The left side of the dashed line shows the pathological manifestations of airflow limitation in COPD, including small-airway disease and emphysema; the right side shows the pathological changes after inhibiting necroptosis in COPD, the specific as follows: in the small airway, the increased number of ciliated cells, the reduced thickness of the bronchial wall, and the improvements of neutrophilic airway inflammation, mucus accumulation and collagen deposition; in the alveoli, the improvements of alveolar lumen enlargement and alveolar wall destruction.

Fig. 3. The mechanism of necroptosis leads to airflow limitation in COPD.

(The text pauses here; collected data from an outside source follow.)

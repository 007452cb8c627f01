// SPDX-FileCopyrightText: 2026 Medrent Contributors
// SPDX-License-Identifier: MIT OR Apache-2.0

//! `medrent notifications ...`

use std::time::Duration;

use clap::Subcommand;
use medrent_core::{MedrentError, SessionEvent};
use medrent_notify::NotificationPoller;
use tokio::sync::broadcast::error::RecvError;

use crate::app::App;
use crate::output::Output;
use crate::shutdown;

#[derive(Debug, Subcommand)]
pub enum NotificationCommand {
    /// List notifications, newest first.
    List {
        /// Only unread notifications.
        #[arg(long)]
        unread: bool,
    },
    /// Mark one notification as read.
    Read { id: u64 },
    /// Mark every unread notification as read.
    ReadAll,
    /// Keep the list refreshed in the background and print the unread count
    /// whenever it changes. Stops on Ctrl+C.
    Watch {
        /// Seconds between refreshes (defaults to `notifications.poll_interval_secs`).
        #[arg(long)]
        interval: Option<u64>,
    },
}

pub async fn run(app: &App, command: NotificationCommand, out: &Output) -> Result<(), MedrentError> {
    app.require_user()?;
    let cache = &app.notifications;

    match command {
        NotificationCommand::List { unread } => {
            cache.fetch_all().await?;
            let mut entries = cache.entries();
            if unread {
                entries.retain(|e| !e.notification.is_read);
            }
            out.notifications(&entries, cache.unread_count());
        }
        NotificationCommand::Read { id } => {
            cache.fetch_all().await?;
            cache.mark_read(id).await?;
            out.done(&format!("notification {id} marked as read"));
        }
        NotificationCommand::ReadAll => {
            cache.fetch_all().await?;
            let before = cache.unread_count();
            cache.mark_all_read().await?;
            out.done(&format!("{before} notification(s) marked as read"));
        }
        NotificationCommand::Watch { interval } => watch(app, interval, out).await?,
    }
    Ok(())
}

async fn watch(app: &App, interval: Option<u64>, out: &Output) -> Result<(), MedrentError> {
    if !app.config.notifications.enabled {
        return Err(MedrentError::Config(
            "notification polling is disabled (notifications.enabled = false)".into(),
        ));
    }
    let cancel = shutdown::install_signal_handler();
    let poller = match interval {
        Some(secs) if secs > 0 => NotificationPoller::new(
            app.notifications.clone(),
            app.session.clone(),
            Duration::from_secs(secs),
        ),
        Some(_) => return Err(MedrentError::validation("--interval must be positive")),
        None => NotificationPoller::from_config(
            &app.config.notifications,
            app.notifications.clone(),
            app.session.clone(),
        ),
    };
    let handle = poller.spawn(cancel.clone());

    // The poller refreshes on its first tick; report each change after that.
    let mut events = app.session.subscribe();
    let mut report = tokio::time::interval(Duration::from_secs(1));
    let mut last = None;
    loop {
        tokio::select! {
            _ = cancel.cancelled() => break,
            _ = report.tick() => {
                let unread = app.notifications.unread_count();
                if last != Some(unread) && !app.notifications.is_empty() {
                    out.notifications(&app.notifications.entries(), unread);
                    last = Some(unread);
                }
            }
            event = events.recv() => match event {
                Ok(SessionEvent::LoginRequired { reason }) => {
                    cancel.cancel();
                    let _ = handle.await;
                    return Err(MedrentError::AuthExpired(reason));
                }
                Ok(_) | Err(RecvError::Lagged(_)) => {}
                Err(RecvError::Closed) => break,
            },
        }
    }

    cancel.cancel();
    let _ = handle.await;
    Ok(())
}
// SPDX-FileCopyrightText: 2026 Medrent Contributors
// SPDX-License-Identifier: MIT OR Apache-2.0

//! Configuration loader using Figment for layered config merging.
//!
//! Lookup order: `/etc/medrent/medrent.toml`, `~/.config/medrent/medrent.toml`,
//! `./medrent.toml`, then `MEDRENT_*` environment variables.

#![allow(clippy::result_large_err)] // figment::Error is external and cannot be boxed without wrapper

use std::path::{Path, PathBuf};

use figment::{
    providers::{Env, Format, Serialized, Toml},
    Figment,
};

use crate::model::MedrentConfig;

/// Top-level sections that environment variables may target.
const SECTIONS: &[&str] = &["api", "session", "notifications", "log"];

/// System-wide config file.
pub const SYSTEM_CONFIG_PATH: &str = "/etc/medrent/medrent.toml";

/// Config file looked up in the working directory.
pub const LOCAL_CONFIG_FILE: &str = "medrent.toml";

/// Path of the per-user config file, if the platform has a config dir.
pub fn user_config_path() -> Option<PathBuf> {
    dirs::config_dir().map(|d| d.join("medrent").join("medrent.toml"))
}

/// Load configuration from the standard hierarchy with env var overrides.
///
/// Merge order (later overrides earlier):
/// 1. Compiled defaults
/// 2. `/etc/medrent/medrent.toml`
/// 3. `~/.config/medrent/medrent.toml`
/// 4. `./medrent.toml`
/// 5. `MEDRENT_*` environment variables
pub fn load_config() -> Result<MedrentConfig, figment::Error> {
    build_figment().extract()
}

/// Load configuration from a TOML string only (no file lookup, no env).
pub fn load_config_from_str(toml_content: &str) -> Result<MedrentConfig, figment::Error> {
    Figment::new()
        .merge(Serialized::defaults(MedrentConfig::default()))
        .merge(Toml::string(toml_content))
        .extract()
}

/// Load configuration from an explicit file path with env var overrides.
pub fn load_config_from_path(path: &Path) -> Result<MedrentConfig, figment::Error> {
    Figment::new()
        .merge(Serialized::defaults(MedrentConfig::default()))
        .merge(Toml::file(path))
        .merge(env_provider())
        .extract()
}

/// The Figment behind [`load_config`], before extraction.
pub fn build_figment() -> Figment {
    Figment::new()
        .merge(Serialized::defaults(MedrentConfig::default()))
        .merge(Toml::file(SYSTEM_CONFIG_PATH))
        .merge(Toml::file(user_config_path().unwrap_or_default()))
        .merge(Toml::file(LOCAL_CONFIG_FILE))
        .merge(env_provider())
}

/// Environment provider mapping `MEDRENT_<SECTION>_<KEY>` to `section.key`.
///
/// Only the first underscore after a known section name becomes a dot, so
/// `MEDRENT_API_BASE_URL` maps to `api.base_url`, not `api.base.url`.
fn env_provider() -> Env {
    Env::prefixed("MEDRENT_").map(|key| map_env_key(key.as_str()).into())
}

fn map_env_key(key: &str) -> String {
    for section in SECTIONS {
        if let Some(rest) = key
            .strip_prefix(section)
            .and_then(|rest| rest.strip_prefix('_'))
        {
            return format!("{section}.{rest}");
        }
    }
    key.to_string()
}

#[cfg(test)]
mod tests {
    use super::*;

    #[test]
    fn env_keys_map_to_sections() {
        assert_eq!(map_env_key("api_base_url"), "api.base_url");
        assert_eq!(map_env_key("api_timeout_secs"), "api.timeout_secs");
        assert_eq!(map_env_key("session_path"), "session.path");
        assert_eq!(
            map_env_key("notifications_poll_interval_secs"),
            "notifications.poll_interval_secs"
        );
        assert_eq!(map_env_key("log_level"), "log.level");
    }

    #[test]
    fn unknown_env_keys_pass_through() {
        assert_eq!(map_env_key("apiary"), "apiary");
        assert_eq!(map_env_key("other_key"), "other_key");
    }

    #[test]
    fn env_overrides_file_values() {
        figment::Jail::expect_with(|jail| {
            jail.create_file(
                "custom.toml",
                r#"
[api]
base_url = "https://rent.example.org/api"
timeout_secs = 10
"#,
            )?;
            jail.set_env("MEDRENT_API_TIMEOUT_SECS", "45");
            jail.set_env("MEDRENT_LOG_LEVEL", "debug");

            let config = load_config_from_path(Path::new("custom.toml"))?;
            assert_eq!(config.api.base_url, "https://rent.example.org/api");
            assert_eq!(config.api.timeout_secs, 45);
            assert_eq!(config.log.level, "debug");
            Ok(())
        });
    }

    #[test]
    fn local_file_is_picked_up() {
        figment::Jail::expect_with(|jail| {
            jail.create_file(
                LOCAL_CONFIG_FILE,
                "[notifications]\npoll_interval_secs = 15\n",
            )?;
            let config = load_config()?;
            assert_eq!(config.notifications.poll_interval_secs, 15);
            Ok(())
        });
    }
}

A Lung parenchymal epithelial cells undergo necroptosis due to direct exposure to toxic gases and particles (e.g. cigarette smoke). Excessive DAMPs are released and linked to PRRs on neighbouring macrophages after plasma membrane rupture, leading to pro-inflammatory cytokine production through multiple pathways and consequently causing inflammation and tissue remodelling in the lung parenchyma. In addition, the impaired ability of macrophages to phagocytose apoptotic epithelial cells in COPD and the slower clearance of necroptosis cells by macrophages can cause inadequate phagocytosis of dead cells, which triggers inflammation. B Epithelial cell membrane receptors bind to the corresponding ligands (e.g. TNF-α) and send signals to cause RIPK1 activation, followed by RIPK3 recruitment and phosphorylation. Mitochondrial ROS contributes to RIPK1 autophosphorylation, but the production is dependent on RIPK3. RIPK3 can also mediate MLKL phosphorylation, causing MLKL oligomerisation and translocation to the plasma membrane for forming plasma membrane pores and therefore releasing excessive DAMPs (including HMGB1 and ATP) to the extracellular environment. HMGB1 activates RAGE receptors on macrophages and promotes pro–IL-1β production via the MAPK/NF-κB pathway. Pro–IL-1β is cleaved by ATP-induced pathway products to form IL-1β. In addition, HMGB1 interacts with RAGE on the surface of macrophages and PS on the surface of apoptotic cells to participate in the inhibition of the macrophage uptake of apoptotic epithelial cells. ATP adenosine 5′-triphosphate, DAMPs damage-associated molecular patterns, HMGB1 high-mobility group box-1, IL interleukin, MAPK mitogen-activated protein kinase, MitoROS mitochondrial reactive oxygen species, MLKL mixed-lineage kinase domain-like, NF-κB nuclear factor kappa-B, P phosphorylates, PRRs pattern recognition receptors, PS phosphatidylserine, RAGE receptor for advanced glycation end-products, RIPK receptor-interacting protein kinase, TNF tumour necrosis factor.